Tuesday, February 24, 2009

Hisses Of Disappointment And Indignation

In the game between the Red Stockings, of St. Louis, and the Westerns, of this city, this afternoon, the former went off in a tangent, and brought the game unceremoniously to a close before it had fairly begun. In the last half of the second inning the Captain of the Reds excepted to a decision of the umpire that put one of their men out on third, and, without entering a formal protest or waiting for any offers of compromise, commenced to gather up the bats preparatory to leaving. A large crowd had assembled to witness the game, and, rather than have it stop, the Westerns proposed to have another umpire chosen, notwithstanding the game stood 4 to 2 in favor of the Reds, but the latter declined to accede to any terms of compromise, and took a hasty departure. The crowd of spectators unanimously sustained the action of the Westerns, and the Reds were followed off the grounds with hisses of disappointment and indignation. At least half of the Reds disapproved of the action of their captain, and it is stated that two of them threaten to withdraw from the nine. The umpire gave the game to the Westerns by a score of 9 to 0.
-Chicago Daily, August 21, 1874

It was always something with that Reds club. Less than a month previous to this game, Packy Dillon threw a fit and refused to catch anymore after Billy Redmon made a throwing error. On this particular road trip, Redmon was ill with "cholera morbus" and wasn't playing. After returning from the trip, Andy Blong (who was, I believe, the captain of the club), Joe Blong, and Dillon missed several games for unknown reasons.
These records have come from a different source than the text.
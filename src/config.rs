//! Configuration for the Electrum client pool.

use std::time::Duration;

use crate::electrum::servers::ServerAddress;
use crate::error::WalletError;
use crate::types::{ChainHash, Network};

/// Configuration for [`ElectrumClientPool`](crate::electrum::ElectrumClientPool).
#[derive(Debug, Clone)]
pub struct PoolConfig {
    /// Genesis hash selecting the server-list resource to load.
    pub chain_hash: ChainHash,

    /// Maximum number of concurrent Electrum connections.
    pub max_chain_connections: usize,

    /// Whether `.onion` hostnames from the server list may be used.
    pub use_onion: bool,

    /// Single caller-supplied server overriding the whole list.
    pub custom_address: Option<ServerAddress>,

    /// Explicit server list overriding the bundled resources. Used by
    /// tests and bespoke deployments; `custom_address` takes precedence.
    pub servers: Option<Vec<ServerAddress>>,

    /// Delay before retrying a different server after a disconnect.
    pub reconnect_delay: Duration,
}

impl Default for PoolConfig {
    fn default() -> Self {
        Self {
            chain_hash: ChainHash::MAINNET,
            max_chain_connections: 3,
            use_onion: false,
            custom_address: None,
            servers: None,
            reconnect_delay: Duration::from_secs(5),
        }
    }
}

impl PoolConfig {
    /// Create a new configuration for the given network.
    pub fn new(network: Network) -> Self {
        Self {
            chain_hash: network.chain_hash(),
            ..Self::default()
        }
    }

    pub fn mainnet() -> Self {
        Self::new(Network::Mainnet)
    }

    pub fn testnet() -> Self {
        Self::new(Network::Testnet)
    }

    pub fn signet() -> Self {
        Self::new(Network::Signet)
    }

    pub fn regtest() -> Self {
        Self::new(Network::Regtest)
    }

    /// Set the maximum number of concurrent connections.
    pub fn with_max_chain_connections(mut self, max: usize) -> Self {
        self.max_chain_connections = max;
        self
    }

    /// Allow or forbid `.onion` servers.
    pub fn with_onion(mut self, use_onion: bool) -> Self {
        self.use_onion = use_onion;
        self
    }

    /// Pin the pool to a single caller-supplied server.
    pub fn with_custom_address(mut self, address: ServerAddress) -> Self {
        self.custom_address = Some(address);
        self
    }

    /// Replace the bundled server list.
    pub fn with_servers(mut self, servers: Vec<ServerAddress>) -> Self {
        self.servers = Some(servers);
        self
    }

    /// Set the reconnect delay.
    pub fn with_reconnect_delay(mut self, delay: Duration) -> Self {
        self.reconnect_delay = delay;
        self
    }

    /// Validate the configuration.
    pub fn validate(&self) -> Result<(), WalletError> {
        if self.max_chain_connections == 0 {
            return Err(WalletError::Config("max_chain_connections must be > 0".to_string()));
        }

        if self.reconnect_delay.is_zero() {
            return Err(WalletError::Config("reconnect_delay must be > 0".to_string()));
        }

        Ok(())
    }
}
This was a club that was supposed to win the Missouri championship and probably would have if they hadn't used an illegal player in a game against the Empires and eventually forced to forfeit the game. They were a divided club, full of cliques and prima donnas. The addition of Charlie Sweasy, an outsider, as field captain in 1875 could not have helped the situation. In light of all of this, the implosion of the club in late June/early July of 1875 is really not all that surprising.